Potential effect of warming on soil microbial nutrient limitations as determined by enzymatic stoichiometry in the farmland from different climate zones

Abstract

The decomposition of organic matter mediated by soil enzymes is the key process that transports carbon from the soil into the atmosphere. To better understand the effect of global warming on organic matter decomposition, we evaluated the temperature sensitivity (Q₁₀) of invertase (EC3.2.1.26), β-glucosidase (EC3.2.1.21), urease (EC3.1.1.5), acid phosphatase (EC3.1.3.2), and arylsulfatase (EC3.1.6.1) activities in red soil from the subtropical region and black soil from the mid-temperate region at 5, 15, 25, 35, and 45 °C. Further, the in-situ stoichiometry of the products released by enzymes was modelled. All of the enzyme activities in the tested soils increased with the increasing temperature (1.1-8.9 fold per 10 °C), indicating an enhanced degradation of the organic substrate with warming.

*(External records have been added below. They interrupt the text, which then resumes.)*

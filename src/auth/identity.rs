//! Federated sign-in credential decoding
//!
//! The identity provider hands the browser a signed JWT. The client only
//! reads the payload segment to prefill name and email; the backend checks
//! the signature when the credential is forwarded.

use base64::engine::general_purpose::URL_SAFE_NO_PAD;
use base64::Engine;
use serde::Deserialize;
use thiserror::Error;

use crate::api::dto::FederatedLoginRequest;

#[derive(Error, Debug, Clone, PartialEq, Eq)]
pub enum IdentityError {
    #[error("Credential is not a JWT")]
    Malformed,

    #[error("Credential payload is not valid base64: {0}")]
    Encoding(String),

    #[error("Credential payload is not valid JSON: {0}")]
    Payload(String),

    #[error("Credential has no email")]
    MissingEmail,
}

/// Claims the client reads from the credential
#[derive(Debug, Clone, PartialEq, Deserialize)]
pub struct FederatedIdentity {
    pub sub: String,
    #[serde(default)]
    pub email: Option<String>,
    #[serde(default)]
    pub name: Option<String>,
    #[serde(default)]
    pub picture: Option<String>,
    #[serde(default)]
    pub email_verified: Option<bool>,
}

impl FederatedIdentity {
    /// Decode the payload of `credential` without verifying its signature
    pub fn decode(credential: &str) -> Result<Self, IdentityError> {
        let mut parts = credential.trim().split('.');
        let (Some(_header), Some(payload), Some(_signature), None) =
            (parts.next(), parts.next(), parts.next(), parts.next())
        else {
            return Err(IdentityError::Malformed);
        };

        let bytes = URL_SAFE_NO_PAD
            .decode(payload.trim_end_matches('='))
            .map_err(|e| IdentityError::Encoding(e.to_string()))?;

        serde_json::from_slice(&bytes).map_err(|e| IdentityError::Payload(e.to_string()))
    }

    /// Body for the backend's federated login endpoint
    pub fn login_request(&self, credential: &str) -> Result<FederatedLoginRequest, IdentityError> {
        let email = self
            .email
            .clone()
            .filter(|e| !e.is_empty())
            .ok_or(IdentityError::MissingEmail)?;

        let name = self
            .name
            .clone()
            .filter(|n| !n.trim().is_empty())
            .unwrap_or_else(|| email.split('@').next().unwrap_or_default().to_string());

        Ok(FederatedLoginRequest {
            credential: credential.to_string(),
            name,
            email,
        })
    }
}
#[derive(Args)]
pub struct CheckoutArgs {
    /// Use a saved address by id
    #[arg(long)]
    saved: Option<String>,
    #[arg(long)]
    name: Option<String>,
    #[arg(long)]
    phone: Option<String>,
    #[arg(long)]
    line1: Option<String>,
    #[arg(long)]
    line2: Option<String>,
    #[arg(long)]
    city: Option<String>,
    #[arg(long)]
    state: Option<String>,
    #[arg(long)]
    postal_code: Option<String>,
    #[arg(long)]
    country: Option<String>,
    /// Fill empty address fields from coordinates, "LAT,LON"
    #[arg(long)]
    locate: Option<String>,
    /// cash_on_delivery, card, wallet
    #[arg(long, default_value = "cash_on_delivery")]
    payment: String,
}

struct App {
    config: Config,
    store: TypedStore<SqliteStore>,
    format: String,
}

impl App {
    fn sessions(&self) -> SessionStore<'_, SqliteStore> {
        SessionStore::with_ttl(&self.store, self.config.storage.session_ttl())
    }

    fn session(&self) -> Result<Option<Session>> {
        Ok(self.sessions().current()?)
    }

    fn require_session(&self) -> Result<Session> {
        self.session()?
            .context("Not signed in. Run `bazaar login` first")
    }

    fn client(&self) -> Result<MarketplaceClient> {
        let client = MarketplaceClient::new(self.config.client_config())?;
        Ok(match self.session()? {
            Some(session) => client.with_token(session.token),
            None => client,
        })
    }

    fn json(&self) -> bool {
        self.format == "json"
    }
}

fn init_logging(config: &Config) {
    let filter = tracing_subscriber::EnvFilter::new(
        std::env::var("RUST_LOG").unwrap_or_else(|_| format!("bazaar={}", config.logging.level)),
    );

    // Logs go to stderr so command output stays clean
    if config.logging.format == "json" {
        tracing_subscriber::registry()
            .with(filter)
            .with(tracing_subscriber::fmt::layer().json().with_writer(std::io::stderr))
            .init();
    } else {
        tracing_subscriber::registry()
            .with(filter)
            .with(tracing_subscriber::fmt::layer().with_writer(std::io::stderr))
            .init();
    }
}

In the lower temperature range (5-25 °C), Q₁₀ of the enzyme activities in the red soil evaluated in terms of total enzyme activity index were more prominent than that in black soil (1.53 and 3.46 vs 1.16 and 3.19). Changes in the in-situ stoichiometry of enzyme products with warming indicated that, in colder months (Jan. to Apr. and Oct. to Dec.), the microbial nutrient demand in the red soil exhibited the following order, N > P > S > C. While in the black soil, it suggested that there is increasing microbial demand for only N and S. In the warmer months (May to Sep.), the microbial nutrient demands in the two soils were opposite to the colder months. The results suggested differential changes in microbial nutrient limitation with warming, which has significant implications for the carbon stocks management in farmlands under the changing global climate.

Keywords: In situ model; Stoichiometry; Temperature sensitivity; Total enzyme activity index.